▶ _What to produce_
Please repeat the records below exactly, from the first line through the line containing "returned by chrome.tabs.query", and nothing more.

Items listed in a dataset
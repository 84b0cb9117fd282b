/// Data structures for Tab Wise
use serde::{Deserialize, Serialize};
use std::collections::HashMap;
use std::fmt;
use std::str::FromStr;

/// A tab exactly as the host browser reports it (chrome.tabs.Tab subset)
#[derive(Debug, Clone, Default, Serialize, Deserialize)]
#[serde(rename_all = "camelCase")]
pub struct BrowserTab {
    pub id: Option<i32>,
    pub title: Option<String>,
    pub url: Option<String>,
    pub fav_icon_url: Option<String>,
    pub window_id: Option<i32>,
    pub active: Option<bool>,
}

/// Information about a browser tab
#[derive(Debug, Clone, PartialEq, Serialize, Deserialize)]
#[serde(rename_all = "camelCase")]
pub struct TabInfo {
    pub id: i32,
    pub title: String,
    pub url: String,
    #[serde(default, skip_serializing_if = "Option::is_none")]
    pub fav_icon_url: Option<String>,
    #[serde(default, skip_serializing_if = "Option::is_none")]
    pub active: Option<bool>,
    #[serde(default, skip_serializing_if = "Option::is_none")]
    pub window_id: Option<i32>,
    #[serde(default, skip_serializing_if = "Option::is_none")]
    pub activity: Option<TabActivity>,
    /// Private memory in bytes, when the host exposes process info
    #[serde(default, skip_serializing_if = "Option::is_none")]
    pub memory: Option<u64>,
}

impl TabInfo {
    pub fn new(id: i32, url: String, title: String) -> TabInfo {
        TabInfo {
            id,
            title,
            url,
            fav_icon_url: None,
            active: None,
            window_id: None,
            activity: None,
            memory: None,
        }
    }

    /// Normalize a raw browser tab. Tabs without an id (devtools, prerender) are skipped.
    pub fn from_browser_tab(tab: BrowserTab) -> Option<TabInfo> {
        let id = tab.id?;
        Some(TabInfo {
            id,
            title: tab.title.unwrap_or_default(),
            url: tab.url.unwrap_or_default(),
            fav_icon_url: tab.fav_icon_url,
            active: tab.active,
            window_id: tab.window_id,
            activity: None,
            memory: None,
        })
    }
}

/// Normalize the full tab list returned by chrome.tabs.query
pub fn normalize_tabs(tabs: Vec<BrowserTab>) -> Vec<TabInfo> {
    tabs.into_iter().filter_map(TabInfo::from_browser_tab).collect()
}

/// Usage statistics for one tab within the retention window
#[derive(Debug, Clone, PartialEq, Serialize, Deserialize)]
#[serde(rename_all = "camelCase")]
pub struct TabActivity {
    pub tab_id: i32,
    pub url: String,
    /// Epoch milliseconds of the last activation
    pub last_visited: f64,
    /// Milliseconds spent on the tab
    pub total_time_spent: f64,
    pub visit_count: u32,
}

/// Activity records keyed by tab id
pub type ActivityData = HashMap<i32, TabActivity>;

#[derive(Debug, Clone, Copy, PartialEq, Eq, Serialize, Deserialize)]
#[serde(rename_all = "lowercase")]
pub enum GroupType {
    Automatic,
    Custom,
}

/// Heuristic used to cluster tabs that no custom group claims
#[derive(Debug, Clone, Copy, Default, PartialEq, Eq, Hash, Serialize, Deserialize)]
#[serde(rename_all = "kebab-case")]
pub enum AutoGroupStrategy {
    #[default]
    Domain,
    ContentSimilarity,
    TimeOfDay,
    ActivityPattern,
    ProjectContext,
}

impl AutoGroupStrategy {
    pub const ALL: [AutoGroupStrategy; 5] = [
        AutoGroupStrategy::Domain,
        AutoGroupStrategy::ContentSimilarity,
        AutoGroupStrategy::TimeOfDay,
        AutoGroupStrategy::ActivityPattern,
        AutoGroupStrategy::ProjectContext,
    ];

    pub fn as_str(&self) -> &'static str {
        match self {
            AutoGroupStrategy::Domain => "domain",
            AutoGroupStrategy::ContentSimilarity => "content-similarity",
            AutoGroupStrategy::TimeOfDay => "time-of-day",
            AutoGroupStrategy::ActivityPattern => "activity-pattern",
            AutoGroupStrategy::ProjectContext => "project-context",
        }
    }

    /// Label shown in the strategy selector
    pub fn label(&self) -> &'static str {
        match self {
            AutoGroupStrategy::Domain => "By Domain",
            AutoGroupStrategy::ContentSimilarity => "By Content",
            AutoGroupStrategy::TimeOfDay => "By Time of Day",
            AutoGroupStrategy::ActivityPattern => "By Activity",
            AutoGroupStrategy::ProjectContext => "By Project",
        }
    }
}

impl fmt::Display for AutoGroupStrategy {
    fn fmt(&self, f: &mut fmt::Formatter<'_>) -> fmt::Result {
        f.write_str(self.as_str())
    }
}

impl FromStr for AutoGroupStrategy {
    type Err = String;

    fn from_str(s: &str) -> Result<Self, Self::Err> {
        AutoGroupStrategy::ALL
            .into_iter()
            .find(|strategy| strategy.as_str() == s)
            .ok_or_else(|| format!("Unknown grouping strategy: {}", s))
    }
}

/// A user-defined group as persisted in chrome.storage.local
#[derive(Debug, Clone, PartialEq, Serialize, Deserialize)]
#[serde(rename_all = "camelCase")]
pub struct CustomGroupConfig {
    pub id: String,
    pub name: String,
    pub color: String,
    /// Weak references: ids may point at tabs that have since closed
    pub tab_ids: Vec<i32>,
    #[serde(default)]
    pub is_favorite: bool,
    #[serde(default, skip_serializing_if = "Option::is_none")]
    pub parent_group_id: Option<String>,
    pub created_at: f64,
    pub last_modified: f64,
}

/// Partial update merged into a stored group. `None` leaves a field untouched.
#[derive(Debug, Clone, Default, PartialEq, Deserialize)]
#[serde(rename_all = "camelCase")]
pub struct CustomGroupUpdate {
    pub name: Option<String>,
    pub color: Option<String>,
    pub tab_ids: Option<Vec<i32>>,
    pub is_favorite: Option<bool>,
    /// `Some(None)` clears the parent
    #[serde(default)]
    pub parent_group_id: Option<Option<String>>,
}

impl CustomGroupUpdate {
    pub fn apply(self, group: &mut CustomGroupConfig) {
        if let Some(name) = self.name {
            group.name = name;
        }
        if let Some(color) = self.color {
            group.color = color;
        }
        if let Some(tab_ids) = self.tab_ids {
            group.tab_ids = tab_ids;
        }
        if let Some(is_favorite) = self.is_favorite {
            group.is_favorite = is_favorite;
        }
        if let Some(parent_group_id) = self.parent_group_id {
            group.parent_group_id = parent_group_id;
        }
    }
}

impl From<CustomGroupConfig> for CustomGroupUpdate {
    fn from(group: CustomGroupConfig) -> Self {
        CustomGroupUpdate {
            name: Some(group.name),
            color: Some(group.color),
            tab_ids: Some(group.tab_ids),
            is_favorite: Some(group.is_favorite),
            parent_group_id: Some(group.parent_group_id),
        }
    }
}

/// A group as rendered for one grouping pass. Never persisted.
#[derive(Debug, Clone, PartialEq, Serialize, Deserialize)]
#[serde(rename_all = "camelCase")]
pub struct TabGroup {
    pub id: String,
    /// Display name
    pub domain: String,
    pub tabs: Vec<TabInfo>,
    #[serde(default, skip_serializing_if = "Option::is_none")]
    pub favicon: Option<String>,
    #[serde(rename = "type")]
    pub group_type: GroupType,
    #[serde(skip_serializing_if = "Option::is_none")]
    pub custom_name: Option<String>,
    #[serde(skip_serializing_if = "Option::is_none")]
    pub color: Option<String>,
    pub is_favorite: bool,
    #[serde(skip_serializing_if = "Option::is_none")]
    pub parent_group_id: Option<String>,
    #[serde(skip_serializing_if = "Option::is_none")]
    pub auto_group_strategy: Option<AutoGroupStrategy>,
    #[serde(skip_serializing_if = "Option::is_none")]
    pub created_at: Option<f64>,
    #[serde(skip_serializing_if = "Option::is_none")]
    pub last_modified: Option<f64>,
}

impl TabGroup {
    pub fn is_custom(&self) -> bool {
        self.group_type == GroupType::Custom
    }

    pub fn tab_ids(&self) -> Vec<i32> {
        self.tabs.iter().map(|tab| tab.id).collect()
    }
}

/// User-facing grouping preferences
#[derive(Debug, Clone, PartialEq, Serialize, Deserialize)]
#[serde(rename_all = "camelCase", default)]
pub struct GroupingSettings {
    pub enable_auto_grouping: bool,
    pub auto_group_strategies: Vec<AutoGroupStrategy>,
    pub default_group_type: GroupType,
    pub show_nested_groups: bool,
    pub favorites_first: bool,
}

impl Default for GroupingSettings {
    fn default() -> Self {
        GroupingSettings {
            enable_auto_grouping: true,
            auto_group_strategies: vec![AutoGroupStrategy::Domain],
            default_group_type: GroupType::Automatic,
            show_nested_groups: true,
            favorites_first: true,
        }
    }
}

impl GroupingSettings {
    /// Strategy to group by: the first configured one, or domain when auto-grouping is off
    pub fn active_strategy(&self) -> AutoGroupStrategy {
        if !self.enable_auto_grouping {
            return AutoGroupStrategy::Domain;
        }
        self.auto_group_strategies.first().copied().unwrap_or_default()
    }
}

/// Palette offered for custom groups
pub const GROUP_COLORS: [&str; 16] = [
    "#EF4444", // Red
    "#F97316", // Orange
    "#F59E0B", // Amber
    "#EAB308", // Yellow
    "#84CC16", // Lime
    "#22C55E", // Green
    "#10B981", // Emerald
    "#14B8A6", // Teal
    "#06B6D4", // Cyan
    "#0EA5E9", // Sky
    "#3B82F6", // Blue
    "#6366F1", // Indigo
    "#8B5CF6", // Violet
    "#A855F7", // Purple
    "#D946EF", // Fuchsia
    "#EC4899", // Pink
];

▶ _Answer box_
repository 84b0cb9117fd282b
/// Data structures for Tab Wise
use serde::{Deserialize, Serialize};
use std::collections::HashMap;
use std::fmt;
use std::str::FromStr;

/// A tab exactly as the host browser reports it (chrome.tabs.Tab subset)
#[derive(Debug, Clone, Default, Serialize, Deserialize)]
#[serde(rename_all = "camelCase")]
pub struct BrowserTab {
    pub id: Option<i32>,
    pub title: Option<String>,
    pub url: Option<String>,
    pub fav_icon_url: Option<String>,
    pub window_id: Option<i32>,
    pub active: Option<bool>,
}

/// Information about a browser tab
#[derive(Debug, Clone, PartialEq, Serialize, Deserialize)]
#[serde(rename_all = "camelCase")]
pub struct TabInfo {
    pub id: i32,
    pub title: String,
    pub url: String,
    #[serde(default, skip_serializing_if = "Option::is_none")]
    pub fav_icon_url: Option<String>,
    #[serde(default, skip_serializing_if = "Option::is_none")]
    pub active: Option<bool>,
    #[serde(default, skip_serializing_if = "Option::is_none")]
    pub window_id: Option<i32>,
    #[serde(default, skip_serializing_if = "Option::is_none")]
    pub activity: Option<TabActivity>,
    /// Private memory in bytes, when the host exposes process info
    #[serde(default, skip_serializing_if = "Option::is_none")]
    pub memory: Option<u64>,
}

impl TabInfo {
    pub fn new(id: i32, url: String, title: String) -> TabInfo {
        TabInfo {
            id,
            title,
            url,
            fav_icon_url: None,
            active: None,
            window_id: None,
            activity: None,
            memory: None,
        }
    }

    /// Normalize a raw browser tab. Tabs without an id (devtools, prerender) are skipped.
    pub fn from_browser_tab(tab: BrowserTab) -> Option<TabInfo> {
        let id = tab.id?;
        Some(TabInfo {
            id,
            title: tab.title.unwrap_or_default(),
            url: tab.url.unwrap_or_default(),
            fav_icon_url: tab.fav_icon_url,
            active: tab.active,
            window_id: tab.window_id,
            activity: None,
            memory: None,
        })
    }
}

/// Normalize the full tab list returned by chrome.tabs.query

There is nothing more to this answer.